Good to see the FM give it back in equal measure, but it is a good idea to be a bit cautious about the green shoots
If former finance minister P Chidambaram had a dig at Nirmala Sitharaman’s I-don’t-eat-onions remark, the FM got her own back when she said his avocado remark—“does she eat avocados?”—showed just how elitist he was; even better, while comparing the deficits of the UPA with those of the NDA and pointing to the twin balance sheet crisis Chidambaram left behind, she said, “So, that twin balance sheet crisis is not something which I would want to learn from those very competent doctors”. Sitharaman was taking off on Chidambaram’s remark that the economy was in the ICU, and that, as he put it, all the competent doctors the government had appointed—Raghuram Rajan, Urjit Patel, Arvind Panagariya, Arvind Subramanian—had left the country.

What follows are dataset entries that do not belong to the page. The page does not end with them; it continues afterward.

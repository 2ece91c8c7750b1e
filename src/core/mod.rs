//! Core extraction and catalog engine.
//!
//! Data flows leaves first:
//!
//! 1. `extract`: locate marker calls in raw text and recover their argument
//! 2. `catalog`: stamp placeholders for each finding and merge the fragment
//!    into the persisted catalog without clobbering existing values
//! 3. `scan`: walk directories and run the read-merge-write cycle per directory

pub mod catalog;
pub mod error;
pub mod extract;
pub mod messages;
pub mod scan;

pub use catalog::{Catalog, CatalogEntry, MergeStats, merge};
pub use error::{ScanError, ScanResult};
pub use extract::{Finding, MarkerCall, extract};
pub use messages::ToolMessages;
pub use scan::{
    DirectoryOutcome, DirectoryReport, LocatedFinding, ScanOptions, ScanSummary, Scanner,
};
//! Dispatches to the command handler for the parsed arguments.
//!
//! # Returns
//! - `Ok(CommandResult)` with the command summary and error/warning counts
//! - `Err` if the command cannot run at all (bad config, unwritable catalog)

use super::{
    args::{Arguments, Command},
    commands::{CommandResult, init::init, scan::scan},
};
use anyhow::Result;

pub fn run(Arguments { command }: Arguments) -> Result<CommandResult> {
    match command {
        Some(Command::Scan(cmd)) => scan(cmd),
        Some(Command::Init) => init(),
        None => {
            anyhow::bail!("No command provided. Use --help to see available commands.")
        }
    }
}
mod command_result;
pub mod init;
pub mod scan;

pub use command_result::*;
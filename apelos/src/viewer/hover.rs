//! Filter expressions for the highlight layer under the pointer.

use apelos_core::json::JsonValue;
use apelos_geometry::{GeoFeature, GeoValue};

/// Builds the filter of a clustered layer's `-hover` style layer.
///
/// The highlight shows unclustered points whose `property` equals the hovered
/// feature's value. With nothing hovered the filter is `["boolean", false]`, which
/// matches no feature at all, so features whose name happens to be empty are never
/// highlighted by accident.
#[derive(Debug, Clone, PartialEq)]
pub struct HoverFilter {
	property: String,
}

impl Default for HoverFilter {
	fn default() -> Self {
		HoverFilter::new("Name")
	}
}

impl HoverFilter {
	pub fn new(property: &str) -> Self {
		HoverFilter {
			property: property.to_owned(),
		}
	}

	/// The filter for a selection; `None` means nothing is hovered.
	pub fn filter(&self, selection: Option<&GeoValue>) -> JsonValue {
		match selection {
			Some(value) => JsonValue::from(vec![
				JsonValue::from("all"),
				JsonValue::from(vec![
					JsonValue::from("!"),
					JsonValue::from(vec!["has", "point_count"]),
				]),
				JsonValue::from(vec![
					JsonValue::from("=="),
					JsonValue::from(vec!["get", self.property.as_str()]),
					value.to_json(),
				]),
			]),
			None => JsonValue::from(vec![JsonValue::from("boolean"), JsonValue::from(false)]),
		}
	}

	/// Pointer entered `feature`. A feature without a usable value clears the highlight.
	pub fn enter(&self, feature: &GeoFeature) -> JsonValue {
		let selection = feature.properties.get(&self.property).filter(|value| value.is_truthy());
		self.filter(selection)
	}

	/// Pointer left the layer.
	pub fn leave(&self) -> JsonValue {
		self.filter(None)
	}
}
use super::{parse_geojson_collection, parse_geojson_feature};
use crate::{GeoCollection, GeoFeature};
use anyhow::{Context, Result, bail};
use apelos_core::byte_iterator::ByteIterator;
use std::{
	fs::File,
	io::{BufRead, BufReader, Cursor, Read},
	path::Path,
};

/// Streams a `FeatureCollection` out of `reader`. A leading UTF-8 byte order mark is skipped.
pub fn read_geojson(reader: impl Read) -> Result<GeoCollection> {
	let mut iter = ByteIterator::from_reader(reader, true);
	iter.skip_bom()?;
	let collection = parse_geojson_collection(&mut iter)?;
	if !iter.is_exhausted() {
		bail!(iter.format_error("unexpected data after the FeatureCollection"));
	}
	Ok(collection)
}

/// Opens and reads a GeoJSON layer file.
pub fn read_geojson_file(path: &Path) -> Result<GeoCollection> {
	let file = File::open(path).with_context(|| format!("failed to open \"{}\"", path.display()))?;
	let collection =
		read_geojson(BufReader::new(file)).with_context(|| format!("failed to parse \"{}\"", path.display()))?;
	log::debug!("read {} features from \"{}\"", collection.len(), path.display());
	Ok(collection)
}

fn process_line(line: std::io::Result<String>, index: usize) -> Result<Option<GeoFeature>> {
	let line = line.with_context(|| format!("line {}", index + 1))?;
	if line.trim().is_empty() {
		return Ok(None);
	}
	let mut iter = ByteIterator::from_reader(Cursor::new(line), true);
	iter.skip_bom()
		.and_then(|()| parse_geojson_feature(&mut iter))
		.map(Some)
		.with_context(|| format!("line {}", index + 1))
}

/// Reads newline-delimited GeoJSON: one `Feature` per line, blank lines skipped.
pub fn read_ndgeojson_iter(reader: impl BufRead) -> impl Iterator<Item = Result<GeoFeature>> {
	reader
		.lines()
		.enumerate()
		.filter_map(|(index, line)| process_line(line, index).transpose())
}
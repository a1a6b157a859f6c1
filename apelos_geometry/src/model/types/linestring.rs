use super::{CompositeGeometryTrait, Coordinates, GeometryTrait};
use anyhow::{Result, ensure};
use apelos_core::json::JsonValue;
use std::fmt::Debug;

#[derive(Clone, PartialEq)]
pub struct LineStringGeometry(pub Vec<Coordinates>);

impl GeometryTrait for LineStringGeometry {
	fn verify(&self) -> Result<()> {
		ensure!(self.0.len() >= 2, "LineString must have at least two coordinates");
		Ok(())
	}

	fn to_coord_json(&self) -> JsonValue {
		JsonValue::from(self.0.iter().map(Coordinates::to_json).collect::<Vec<_>>())
	}

	fn iter_coordinates(&self) -> impl Iterator<Item = &Coordinates> {
		self.0.iter()
	}

	fn contains_point(&self, _x: f64, _y: f64) -> bool {
		false
	}
}

impl CompositeGeometryTrait<Coordinates> for LineStringGeometry {
	fn new() -> Self {
		Self(Vec::new())
	}
	fn as_vec(&self) -> &Vec<Coordinates> {
		&self.0
	}
}

impl Debug for LineStringGeometry {
	fn fmt(&self, f: &mut std::fmt::Formatter<'_>) -> std::fmt::Result {
		f.debug_list().entries(&self.0).finish()
	}
}

crate::impl_from_array!(LineStringGeometry, Coordinates);

#[cfg(test)]
mod tests {
	use super::*;

	#[test]
	fn verify() {
		assert!(LineStringGeometry::from(&[[0, 0], [1, 1]]).verify().is_ok());
		assert!(LineStringGeometry::from(&[[0, 0]]).verify().is_err());
	}

	#[test]
	fn bounds() {
		let line = LineStringGeometry::from(vec![[-43.3, -22.8], [-43.1, -23.0]]);
		assert_eq!(line.compute_bounds().unwrap().as_tuple(), (-43.3, -23.0, -43.1, -22.8));
		assert_eq!(LineStringGeometry::new().compute_bounds(), None);
	}

	#[test]
	fn composite() {
		assert!(LineStringGeometry::new().is_empty());
		let line = LineStringGeometry::from(vec![[1.0, 2.0], [3.0, 4.0]]);
		assert_eq!(line.len(), 2);
		assert_eq!(line.first(), Some(&Coordinates::new(1.0, 2.0)));
		assert_eq!(line.last(), Some(&Coordinates::new(3.0, 4.0)));
		assert_eq!(format!("{line:?}"), "[[1.0, 2.0], [3.0, 4.0]]");
	}
}
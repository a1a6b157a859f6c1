//! Token-level JSON helpers on top of [`ByteIterator`].
//!
//! Every helper consumes exactly the token it parses and leaves the iterator on the
//! next byte, so callers can stream through large GeoJSON documents while deciding
//! per key what to do with each value.

use super::iterator::ByteIterator;
use anyhow::{Context, Result, bail};
use std::str::FromStr;

/// Matches the fixed ASCII `tag` at the cursor.
pub fn parse_tag(iter: &mut ByteIterator, tag: &str) -> Result<()> {
	for expected in tag.bytes() {
		if iter.expect_next_byte()? != expected {
			return Err(iter.format_error(&format!("unexpected character while parsing tag '{tag}'")));
		}
	}
	Ok(())
}

fn parse_hex4(iter: &mut ByteIterator) -> Result<u16> {
	let mut value: u16 = 0;
	for _ in 0..4 {
		let digit = match iter.expect_next_byte()? {
			b @ b'0'..=b'9' => b - b'0',
			b @ b'a'..=b'f' => b - b'a' + 10,
			b @ b'A'..=b'F' => b - b'A' + 10,
			_ => return Err(iter.format_error("invalid unicode escape")),
		};
		value = (value << 4) | u16::from(digit);
	}
	Ok(value)
}

/// Parses a quoted JSON string literal, including `\uXXXX` escapes and surrogate pairs.
pub fn parse_quoted_json_string(iter: &mut ByteIterator) -> Result<String> {
	iter.skip_whitespace();
	if iter.expect_next_byte()? != b'"' {
		bail!(iter.format_error("expected '\"' while parsing a string"));
	}

	let mut bytes: Vec<u8> = Vec::with_capacity(32);
	loop {
		match iter.expect_next_byte()? {
			b'"' => break,
			b'\\' => match iter.expect_next_byte()? {
				b'"' => bytes.push(b'"'),
				b'\\' => bytes.push(b'\\'),
				b'/' => bytes.push(b'/'),
				b'b' => bytes.push(0x08),
				b'f' => bytes.push(0x0c),
				b'n' => bytes.push(b'\n'),
				b'r' => bytes.push(b'\r'),
				b't' => bytes.push(b'\t'),
				b'u' => {
					let mut units = vec![parse_hex4(iter)?];
					if (0xD800..0xDC00).contains(&units[0]) {
						parse_tag(iter, "\\u")?;
						units.push(parse_hex4(iter)?);
					}
					let decoded =
						String::from_utf16(&units).map_err(|_| iter.format_error("invalid unicode code point"))?;
					bytes.extend_from_slice(decoded.as_bytes());
				}
				_ => return Err(iter.format_error("invalid escape sequence")),
			},
			byte => bytes.push(byte),
		}
	}
	String::from_utf8(bytes).context("string is not valid UTF-8")
}

fn push_digits(iter: &mut ByteIterator, number: &mut String) -> bool {
	let mut found = false;
	while let Some(b @ b'0'..=b'9') = iter.peek() {
		number.push(b as char);
		iter.advance();
		found = true;
	}
	found
}

/// Reads a JSON number token and returns its text.
///
/// Accepts an optional sign, integer digits, an optional fraction and an optional exponent.
pub fn parse_number_as_string(iter: &mut ByteIterator) -> Result<String> {
	let mut number = String::with_capacity(16);

	if let Some(b @ (b'+' | b'-')) = iter.peek() {
		number.push(b as char);
		iter.advance();
	}

	if !push_digits(iter, &mut number) {
		return Err(iter.format_error("expected digits in number"));
	}

	if iter.peek() == Some(b'.') {
		number.push('.');
		iter.advance();
		if !push_digits(iter, &mut number) {
			return Err(iter.format_error("expected digits after decimal point"));
		}
		if iter.peek() == Some(b'.') {
			return Err(iter.format_error("unexpected '.' in number"));
		}
	}

	if let Some(b @ (b'e' | b'E')) = iter.peek() {
		number.push(b as char);
		iter.advance();
		if let Some(b @ (b'+' | b'-')) = iter.peek() {
			number.push(b as char);
			iter.advance();
		}
		if !push_digits(iter, &mut number) {
			return Err(iter.format_error("expected digits after exponent"));
		}
	}

	Ok(number)
}

/// Reads a JSON number and converts it with `R::from_str`.
pub fn parse_number_as<R: FromStr>(iter: &mut ByteIterator) -> Result<R> {
	parse_number_as_string(iter)?
		.parse::<R>()
		.map_err(|_| iter.format_error("invalid number"))
}

/// Walks a JSON object and hands each key to `parse_value`, which must consume the value.
pub fn parse_object_entries(
	iter: &mut ByteIterator,
	mut parse_value: impl FnMut(String, &mut ByteIterator) -> Result<()>,
) -> Result<()> {
	iter.skip_whitespace();
	if iter.expect_next_byte()? != b'{' {
		bail!(iter.format_error("expected '{' while parsing an object"));
	}

	iter.skip_whitespace();
	if iter.peek() == Some(b'}') {
		iter.advance();
		return Ok(());
	}

	loop {
		iter.skip_whitespace();
		if iter.expect_peeked_byte()? != b'"' {
			return Err(iter.format_error("parsing object, expected '\"' or '}'"));
		}
		let key = parse_quoted_json_string(iter)?;

		iter.skip_whitespace();
		if iter.expect_next_byte()? != b':' {
			return Err(iter.format_error("expected ':'"));
		}

		iter.skip_whitespace();
		parse_value(key, iter)?;

		iter.skip_whitespace();
		match iter.expect_next_byte()? {
			b',' => {}
			b'}' => return Ok(()),
			_ => return Err(iter.format_error("expected ',' or '}'")),
		}
	}
}

/// Walks a JSON array and collects whatever `parse_value` returns per element.
pub fn parse_array_entries<R>(
	iter: &mut ByteIterator,
	mut parse_value: impl FnMut(&mut ByteIterator) -> Result<R>,
) -> Result<Vec<R>> {
	iter.skip_whitespace();
	if iter.expect_next_byte()? != b'[' {
		bail!(iter.format_error("expected '[' while parsing an array"));
	}

	let mut result = Vec::new();
	iter.skip_whitespace();
	if iter.peek() == Some(b']') {
		iter.advance();
		return Ok(result);
	}

	loop {
		iter.skip_whitespace();
		result.push(parse_value(iter)?);
		iter.skip_whitespace();
		match iter.expect_next_byte()? {
			b',' => {}
			b']' => return Ok(result),
			_ => return Err(iter.format_error("parsing array, expected ',' or ']'")),
		}
	}
}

It wasn’t just repartee that Sitharaman was indulging in since there is little doubt the UPA left the economy in a real mess. Excessive lending to over-leveraged corporates, and the central bank’s extend-and-pretend schemes, left both India Inc and the banks too broke to invest/lend. And, while the BJP has made some bold reform measures—IBC is the most important one in the context of broke banks and firms—the problem is that is hasn’t been bold enough to undo a lot of the damage of the last 50+ years. Some of the obvious areas that come to mind are the lack of privatisation, close to no movement on labour flexibility, and little progress in actually removing red-tapism, or solving the problems that most large investment sectors like telecom are reeling under.

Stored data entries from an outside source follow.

//! Parsing substrate and shared types for the apelos crates: a peekable byte
//! iterator, a small JSON model and the geographic bounding box.

pub mod byte_iterator;
pub mod json;

mod types;
pub use types::*;
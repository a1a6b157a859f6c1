//! A small JSON model with a streaming parser and a stable (key-sorted) stringifier.

mod parse;
mod stringify;
mod types;

pub use parse::{parse_json_iter, parse_json_str};
pub use stringify::*;
pub use types::{JsonArray, JsonObject, JsonValue};
use apelos_core::json::JsonValue;
use std::fmt::Debug;

/// A WGS84 position, `[longitude, latitude]`.
#[derive(Clone, Copy, PartialEq)]
pub struct Coordinates([f64; 2]);

impl Coordinates {
	#[must_use]
	pub fn new(x: f64, y: f64) -> Self {
		Self([x, y])
	}

	/// Longitude.
	#[must_use]
	pub fn x(&self) -> f64 {
		self.0[0]
	}

	/// Latitude.
	#[must_use]
	pub fn y(&self) -> f64 {
		self.0[1]
	}

	#[must_use]
	pub fn to_json(&self) -> JsonValue {
		JsonValue::from(self.0)
	}

	#[must_use]
	pub fn to_geo(&self) -> geo::Coord<f64> {
		geo::Coord {
			x: self.0[0],
			y: self.0[1],
		}
	}
}

impl<'a, T> From<&'a [T; 2]> for Coordinates
where
	T: Copy + Into<f64>,
{
	fn from(value: &'a [T; 2]) -> Self {
		Coordinates([value[0].into(), value[1].into()])
	}
}

impl From<[f64; 2]> for Coordinates {
	fn from(value: [f64; 2]) -> Self {
		Coordinates(value)
	}
}

impl From<(f64, f64)> for Coordinates {
	fn from(value: (f64, f64)) -> Self {
		Coordinates([value.0, value.1])
	}
}

impl From<&Coordinates> for Coordinates {
	fn from(value: &Coordinates) -> Self {
		*value
	}
}

impl Debug for Coordinates {
	fn fmt(&self, f: &mut std::fmt::Formatter<'_>) -> std::fmt::Result {
		self.0.fmt(f)
	}
}
use crate::{Coordinates, GeoFeature, Geometry};
use anyhow::{Context, Result, anyhow, bail, ensure};
use log::warn;

/// A KML element below a `Placemark`, with its text and child elements.
#[derive(Debug, Default, PartialEq)]
pub(super) struct KmlElement {
	pub name: String,
	pub attributes: Vec<(String, String)>,
	pub text: String,
	pub children: Vec<KmlElement>,
}

impl KmlElement {
	pub fn new(name: String, attributes: Vec<(String, String)>) -> Self {
		Self {
			name,
			attributes,
			..Self::default()
		}
	}

	fn attribute(&self, key: &str) -> Option<&str> {
		self
			.attributes
			.iter()
			.find(|(k, _)| k == key)
			.map(|(_, value)| value.as_str())
	}

	fn child(&self, name: &str) -> Option<&KmlElement> {
		self.children.iter().find(|child| child.name == name)
	}

	fn children_named<'a>(&'a self, name: &'a str) -> impl Iterator<Item = &'a KmlElement> {
		self.children.iter().filter(move |child| child.name == name)
	}

	fn trimmed_text(&self) -> &str {
		self.text.trim()
	}
}

fn is_geometry(name: &str) -> bool {
	matches!(
		name,
		"Point" | "LineString" | "LinearRing" | "Polygon" | "MultiGeometry"
	)
}

/// Turns a `Placemark` element into a feature.
///
/// `name` and `description` become the `Name` and `Description` properties,
/// `ExtendedData` fields are added as string properties and the `id` attribute
/// becomes the feature id. A placemark whose geometry cannot be read keeps its
/// properties and loses the geometry, with a warning.
pub(super) fn parse_placemark(placemark: &KmlElement) -> GeoFeature {
	let mut feature = GeoFeature::without_geometry();

	if let Some(id) = placemark.attribute("id") {
		feature.set_id(id);
	}

	if let Some(extended) = placemark.child("ExtendedData") {
		for data in extended.children_named("Data") {
			if let Some(key) = data.attribute("name") {
				let value = data.child("value").map_or("", KmlElement::trimmed_text);
				feature.set_property(key, value);
			}
		}
		for schema in extended.children_named("SchemaData") {
			for data in schema.children_named("SimpleData") {
				if let Some(key) = data.attribute("name") {
					feature.set_property(key, data.trimmed_text());
				}
			}
		}
	}

	if let Some(name) = placemark.child("name") {
		feature.set_property("Name", name.trimmed_text());
	}
	if let Some(description) = placemark.child("description") {
		feature.set_property("Description", description.trimmed_text());
	}

	feature.geometry = placemark
		.children
		.iter()
		.find(|child| is_geometry(&child.name))
		.and_then(|element| match parse_shape(element) {
			Ok(shape) => Some(shape.into_geometry()),
			Err(error) => {
				warn!("ignoring {} geometry: {error:#}", element.name);
				None
			}
		});

	feature
}

/// A KML geometry before it is mapped onto the GeoJSON model.
#[derive(Debug, PartialEq)]
enum Shape {
	Point(Coordinates),
	Line(Vec<Coordinates>),
	Polygon(Vec<Vec<Coordinates>>),
	Multi(Vec<Shape>),
}

impl Shape {
	fn into_point(self) -> Option<Coordinates> {
		match self {
			Shape::Point(position) => Some(position),
			_ => None,
		}
	}

	fn into_line(self) -> Option<Vec<Coordinates>> {
		match self {
			Shape::Line(line) => Some(line),
			_ => None,
		}
	}

	fn into_polygon(self) -> Option<Vec<Vec<Coordinates>>> {
		match self {
			Shape::Polygon(rings) => Some(rings),
			_ => None,
		}
	}

	/// `MultiGeometry` becomes the matching multi geometry when all parts have the
	/// same kind, and an unknown `GeometryCollection` otherwise.
	fn into_geometry(self) -> Geometry {
		match self {
			Shape::Point(position) => Geometry::new_point(position),
			Shape::Line(line) => Geometry::new_line_string(line),
			Shape::Polygon(rings) => Geometry::new_polygon(rings),
			Shape::Multi(parts) => {
				if parts.is_empty() {
					Geometry::Unknown(String::from("GeometryCollection"))
				} else if parts.iter().all(|part| matches!(part, Shape::Point(_))) {
					Geometry::new_multi_point(parts.into_iter().filter_map(Shape::into_point).collect::<Vec<_>>())
				} else if parts.iter().all(|part| matches!(part, Shape::Line(_))) {
					Geometry::new_multi_line_string(parts.into_iter().filter_map(Shape::into_line).collect::<Vec<_>>())
				} else if parts.iter().all(|part| matches!(part, Shape::Polygon(_))) {
					Geometry::new_multi_polygon(parts.into_iter().filter_map(Shape::into_polygon).collect::<Vec<_>>())
				} else {
					Geometry::Unknown(String::from("GeometryCollection"))
				}
			}
		}
	}
}

fn parse_shape(element: &KmlElement) -> Result<Shape> {
	match element.name.as_str() {
		"Point" => {
			let mut positions = parse_coordinates(element)?;
			ensure!(
				positions.len() == 1,
				"Point must have exactly one position, found {}",
				positions.len()
			);
			Ok(Shape::Point(positions.remove(0)))
		}
		"LineString" | "LinearRing" => Ok(Shape::Line(parse_coordinates(element)?)),
		"Polygon" => {
			let outer = element
				.child("outerBoundaryIs")
				.and_then(|boundary| boundary.child("LinearRing"))
				.ok_or_else(|| anyhow!("Polygon must have an outer boundary"))?;
			let mut rings = vec![parse_coordinates(outer).context("in outer boundary")?];
			for (index, boundary) in element.children_named("innerBoundaryIs").enumerate() {
				for ring in boundary.children_named("LinearRing") {
					rings.push(parse_coordinates(ring).with_context(|| format!("in inner boundary {index}"))?);
				}
			}
			Ok(Shape::Polygon(rings))
		}
		"MultiGeometry" => element
			.children
			.iter()
			.filter(|child| is_geometry(&child.name))
			.map(parse_shape)
			.collect::<Result<Vec<_>>>()
			.map(Shape::Multi),
		other => bail!("unknown geometry '{other}'"),
	}
}

/// Reads the `coordinates` child: whitespace separated `lng,lat[,alt]` tuples.
fn parse_coordinates(element: &KmlElement) -> Result<Vec<Coordinates>> {
	let text = element
		.child("coordinates")
		.ok_or_else(|| anyhow!("{} must have coordinates", element.name))?
		.trimmed_text();
	text.split_whitespace().map(parse_position).collect()
}

/// One `lng,lat[,alt]` tuple; the altitude is ignored.
fn parse_position(tuple: &str) -> Result<Coordinates> {
	let mut values = tuple.split(',').map(str::trim);
	let (Some(lng), Some(lat)) = (values.next(), values.next()) else {
		bail!("position '{tuple}' must have a longitude and a latitude");
	};
	let lng = lng
		.parse::<f64>()
		.with_context(|| format!("invalid longitude in position '{tuple}'"))?;
	let lat = lat
		.parse::<f64>()
		.with_context(|| format!("invalid latitude in position '{tuple}'"))?;
	Ok(Coordinates::new(lng, lat))
}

Given how both economic growth and investment sentiment have plummeted, it is good to know that the FM has been able to shortlist seven ‘green shoots’. These include the rise in IIP and PMI, in GST collections, in FDI and FPI flows, the record Sensex and foreign exchange reserves. While some indicators may suggest a possible turnaround, even if the FM was just scoring political points, it is critical she not believe her own rhetoric. Certainly, the PMI is at a near eight-year high, but the PMI, like the IIP or GDP growth, has risen in the past and then collapsed; the point is that with little consumer demand, and investment sentiment remaining subdued—unutilised capacity levels are around 31%, pushing back the need for investment some more—and exports growing by just 1.2% in the last five years, there is little reason for the PMI to remain elevated for too long. And, the IIP, which was positive in November after three months of contraction is back to contracting in December.
FDI flows are up, but when you look at them as a share of GDP—that’s how domestic investment levels are also looked at—they fell from 3.4% in FY09 to a likely 2.4% in FY20; besides, a large part of this, such as Canadian fund Brookefield’s $6.3 bn last year, is really meant to buy existing assets, so while they are welcome, they don’t really translate to greenfield investments.
The Sensex is mostly artificial given that, while it has risen to 41,566, the number of firms with a market-cap of more than Rs 1,000 crore fell from 853 in December 2017 to 684 in December 2019; and, while the rise in GST collections is welcome, this may have more to do with the administrative tightening the government has been doing than a growth in output. Indeed, even if there is a genuine increase in economic activity, keep in mind that with the banks’ NPA problem still far from peaking and banks too scared to lend, credit grew by a mere 1.2% in the April-December period this year (it was 6.2% in the same period last year); how can GDP grow if credit growth is so slow? It is precisely because the measures announced so far aren’t enough to tackle the problem that RBI just announced some forbearance in recognition of bad loans. That is why, most analysts are looking at a slow revival in the economy for at least another year.